1. Field of the Invention
The present invention generally relates to power management in a carrier sense multiple access with collision avoidance (CSMA/CA), and more specifically, relates to asynchronous power management thereof.
2. Description of Related Art
Current wireless data communication systems have been developed on the assumption that the communication systems use their own frequency bands. However, the 2.4 GHz Industrial, Scientific and Medical (ISM) band is shared by systems including wireless local area networks (LANs), Bluetooth devices, home radio frequency (RF) devices, medical equipment, and microwave devices and the like. As a great number of systems use the limited frequency band, collisions are unavoidable in transmitting and receiving modulation frequencies.
In order to avoid interference or data collisions between communication systems, a carrier sense multiple access with collision avoidance (CSMA/CA) scheme is utilized. The CSMA/CA scheme sends a signal indicating the presence of data to be transmitted before a sending end transmits the data, and transmits the data only upon receiving a response to the signal from a receiving end. Accordingly, it is possible to prevent and avoid data collisions with other data transmitted by other sending ends.

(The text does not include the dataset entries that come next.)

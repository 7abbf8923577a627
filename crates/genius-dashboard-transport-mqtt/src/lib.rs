//! # MQTT Bridge Transport
//!
//! Connects the namespace engine to a robot bridge over MQTT.
//!
//! ## Bridge MQTT Topics
//!
//! The bridge publishes CBOR frames on:
//! - `genius-dashboard/v1/{team}/value/{path}`: value updates
//! - `genius-dashboard/v1/{team}/announce/{path}`: topic announcements
//!
//! and accepts dashboard writes on `genius-dashboard/v1/{team}/publish/{path}`.
//!
//! The transport turns incoming frames into `TransportEvent`s and implements
//! the core `Publisher` for writes.

#![warn(missing_docs)]
#![warn(clippy::all)]

pub mod client;
pub mod events;

pub use client::{MqttPublisher, MqttTransport, MqttTransportConfig, TransportError};
pub use events::{parse_event, EventParseError};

According to the CSMA/CA scheme, each device carries out power management to save the power consumption. Each device repeatedly enters a sleep mode and a wake-up mode to reduce the power consumption. A device in the sleep mode suspends data transmission and/or reception, and a device in the wake-up mode restarts to transmit and/or receive data to and from other devices.
The power management includes synchronous power management and asynchronous power management, which are explained in that order.
The synchronous power management synchronizes with all devices in a network. Simultaneously, the synchronized devices maintain the wake-up mode in a certain period. A device storing data to be transmitted to another device in the wake-up mode sends a signal indicating the presence of such data. Other devices receiving the signal maintain the wake-up mode.
A device not receiving the signal indicating the presence of the data to be transmitted to another device or a device having no data to be transmitted maintains the sleep mode. The synchronous power management has a disadvantage of higher power consumption since all the devices repeatedly and uniformly enter the sleep mode or the wake-up mode. The asynchronous power management is presented to address this problem.
According to the asynchronous power management, the devices in the network independently enter the sleep mode and the wake-up mode. That is, the devices each adjust their states into the sleep mode or the wake-up mode depending on their power condition. A device storing a large amount of power sets the wake-up mode longer than the sleep mode, and a device storing a small amount of power sets the sleep mode longer than the wake-up mode. The data transmission and reception of the asynchronous power management are the same as those of the synchronous power management.
FIG. 1 depicts a first device 100 which receives data and a second device 102 which transmits the data according to the asynchronous power management. Referring to FIG. 1, drawbacks of the conventional asynchronous power management are described.
The first device 100 is in the sleep mode and the second device 102 is in the wake-up mode as shown in FIG. 1. When the second device 102 has data to be transmitted to the first device 100, the second device 102 needs to inform the first device 100 of the presence of the data to be transmitted prior to the data transmission. Hereinafter, a signal indicating the presence of the data to be transmitted is referred to as a request-to-send (RTS) message.
The second device 102 sends the RTS message to the first device 100. The first device 100 being in the sleep mode cannot receive the RTS message, and also cannot send a response message to the RTS message. Thus, the second device 102 recognizes that the first device 100 does not accept the data transmission, and repeats transmission of the RTS message to the first device 100. As a result, the power consumed by the second device 102 considerably increases.